::: EXERCISE DATA :::

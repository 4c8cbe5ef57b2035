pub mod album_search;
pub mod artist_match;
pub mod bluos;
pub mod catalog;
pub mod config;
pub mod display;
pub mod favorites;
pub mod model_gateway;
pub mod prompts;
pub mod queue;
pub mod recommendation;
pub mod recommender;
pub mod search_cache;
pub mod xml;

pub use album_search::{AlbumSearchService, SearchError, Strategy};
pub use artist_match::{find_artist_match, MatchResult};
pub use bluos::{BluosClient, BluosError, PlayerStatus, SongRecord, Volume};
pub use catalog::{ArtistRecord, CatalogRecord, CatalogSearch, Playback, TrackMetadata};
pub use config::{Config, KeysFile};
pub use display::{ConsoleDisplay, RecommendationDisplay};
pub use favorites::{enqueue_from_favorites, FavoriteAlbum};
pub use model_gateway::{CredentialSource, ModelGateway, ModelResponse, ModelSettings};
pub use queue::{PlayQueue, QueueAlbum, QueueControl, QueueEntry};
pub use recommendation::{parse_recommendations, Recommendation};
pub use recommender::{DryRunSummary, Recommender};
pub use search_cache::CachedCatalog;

:::

• **REQUIREMENT**
Make an exact copy of all the entries above.

• **RESULT OF THIS EXERCISE**
repository 4c8cbe5ef57b2035
pub mod album_search;
pub mod artist_match;
pub mod bluos;
pub mod catalog;
pub mod config;
pub mod display;
pub mod favorites;
pub mod model_gateway;
pub mod prompts;
pub mod queue;
pub mod recommendation;
pub mod recommender;
pub mod search_cache;
pub mod xml;

pub use album_search::{AlbumSearchService, SearchError, Strategy};
pub use artist_match::{find_artist_match, MatchResult};
pub use bluos::{BluosClient, BluosError, PlayerStatus, SongRecord, Volume};
pub use catalog::{ArtistRecord, CatalogRecord, CatalogSearch, Playback, TrackMetadata};
pub use config::{Config, KeysFile};
pub use display::{ConsoleDisplay, RecommendationDisplay};
pub use favorites::{enqueue_from_favorites, FavoriteAlbum};
pub use model_gateway::{CredentialSource, ModelGateway, ModelResponse, ModelSettings};
pub use queue::{PlayQueue, QueueAlbum, QueueControl, QueueEntry};
pub use recommendation::{parse_recommendations, Recommendation};
pub use recommender::{DryRunSummary, Recommender};
pub use search_cache::CachedCatalog;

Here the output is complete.